● TASK:
If a line below contains the string "Result", return that line.

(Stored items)
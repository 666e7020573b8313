use async_trait::async_trait;
use tracing::{debug, info, instrument};

use crate::clients::collection_api::CollectionApi;
use crate::model::{Order, OrderCreate};
use crate::order_store::OrderError;
use crate::store::{CollectionClient, ListOrder, StoreError};

/// Client for the `orders` collection.
///
/// The storefront only ever writes orders and reads them back for the admin
/// listing; there is no update surface.
#[derive(Clone)]
pub struct OrderClient {
    inner: CollectionClient<Order>,
}

impl OrderClient {
    pub fn new(inner: CollectionClient<Order>) -> Self {
        Self { inner }
    }

    /// Writes a new order record and returns its assigned id.
    #[instrument(skip(self, order))]
    pub async fn place_order(&self, order: OrderCreate) -> Result<String, OrderError> {
        debug!(?order, "place_order called");
        info!("Sending place_order to store");
        self.inner.create(order).await.map_err(Self::map_error)
    }

    /// All orders, most recent first.
    #[instrument(skip(self))]
    pub async fn recent_orders(&self) -> Result<Vec<Order>, OrderError> {
        debug!("Sending request");
        self.inner
            .list(ListOrder::NewestFirst)
            .await
            .map_err(Self::map_error)
    }
}

#[async_trait]
impl CollectionApi<Order> for OrderClient {
    type Error = OrderError;

    fn inner(&self) -> &CollectionClient<Order> {
        &self.inner
    }

    fn map_error(e: StoreError) -> Self::Error {
        match e {
            StoreError::NotFound(id) => OrderError::NotFound(id),
            StoreError::Rejected(msg) => OrderError::Validation(msg),
            other => OrderError::Store(other.to_string()),
        }
    }
}
use serde::{Deserialize, Serialize};

/// One purchased dish inside an [`Order`].
#[derive(Debug, Clone, PartialEq, Serialize, Deserialize)]
pub struct LineItem {
    pub product_id: String,
    pub name: String,
    pub unit_price: f64,
    pub quantity: u32,
}

impl LineItem {
    pub fn subtotal(&self) -> f64 {
        self.unit_price * f64::from(self.quantity)
    }
}

/// Contact details collected at checkout; they travel with the order and
/// have no persistence of their own.
#[derive(Debug, Clone, PartialEq, Serialize, Deserialize)]
pub struct CustomerDetails {
    pub name: String,
    pub email: String,
    pub address: String,
    pub number: String,
    pub message: Option<String>,
}

impl CustomerDetails {
    /// The first required contact field that is empty, if any.
    ///
    /// Name, email, and contact number gate checkout; address and message
    /// deliberately do not.
    pub fn missing_required(&self) -> Option<&'static str> {
        if self.name.trim().is_empty() {
            Some("name")
        } else if self.email.trim().is_empty() {
            Some("email")
        } else if self.number.trim().is_empty() {
            Some("number")
        } else {
            None
        }
    }
}

/// Lifecycle state of an order. The storefront only ever writes `Pending`;
/// fulfillment systems own the later transitions.
#[derive(Debug, Clone, Copy, PartialEq, Eq, Serialize, Deserialize)]
#[serde(rename_all = "lowercase")]
pub enum OrderStatus {
    Pending,
}

/// A submitted order.
///
/// Owned by the hosted `orders` collection and immutable from the
/// storefront once written. `created_at_ms` is stamped by the store at
/// write time.
///
/// # Document Store
/// This struct implements the [`Record`](crate::store::Record) trait; see
/// [`order_store`](crate::order_store) for the boundary validation applied
/// on create.
#[derive(Debug, Clone, PartialEq, Serialize, Deserialize)]
pub struct Order {
    pub id: String,
    pub user_id: Option<String>,
    pub items: Vec<LineItem>,
    pub total_amount: f64,
    pub customer: CustomerDetails,
    pub payment_reference: String,
    pub status: OrderStatus,
    pub created_at_ms: u64,
}

/// Payload for writing a new order.
#[derive(Debug, Clone, Serialize, Deserialize)]
pub struct OrderCreate {
    pub user_id: Option<String>,
    pub items: Vec<LineItem>,
    pub customer: CustomerDetails,
    pub total_amount: f64,
    pub payment_reference: String,
}
//! Type-safe wrappers around [`CollectionClient`](crate::store::CollectionClient).

pub mod collection_api;
pub mod dish_client;
pub mod order_client;

pub use collection_api::*;
pub use dish_client::*;
pub use order_client::*;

● TASK SOLUTION:
    pub async fn place_order(&self, order: OrderCreate) -> Result<String, OrderError> {
    pub async fn recent_orders(&self) -> Result<Vec<Order>, OrderError> {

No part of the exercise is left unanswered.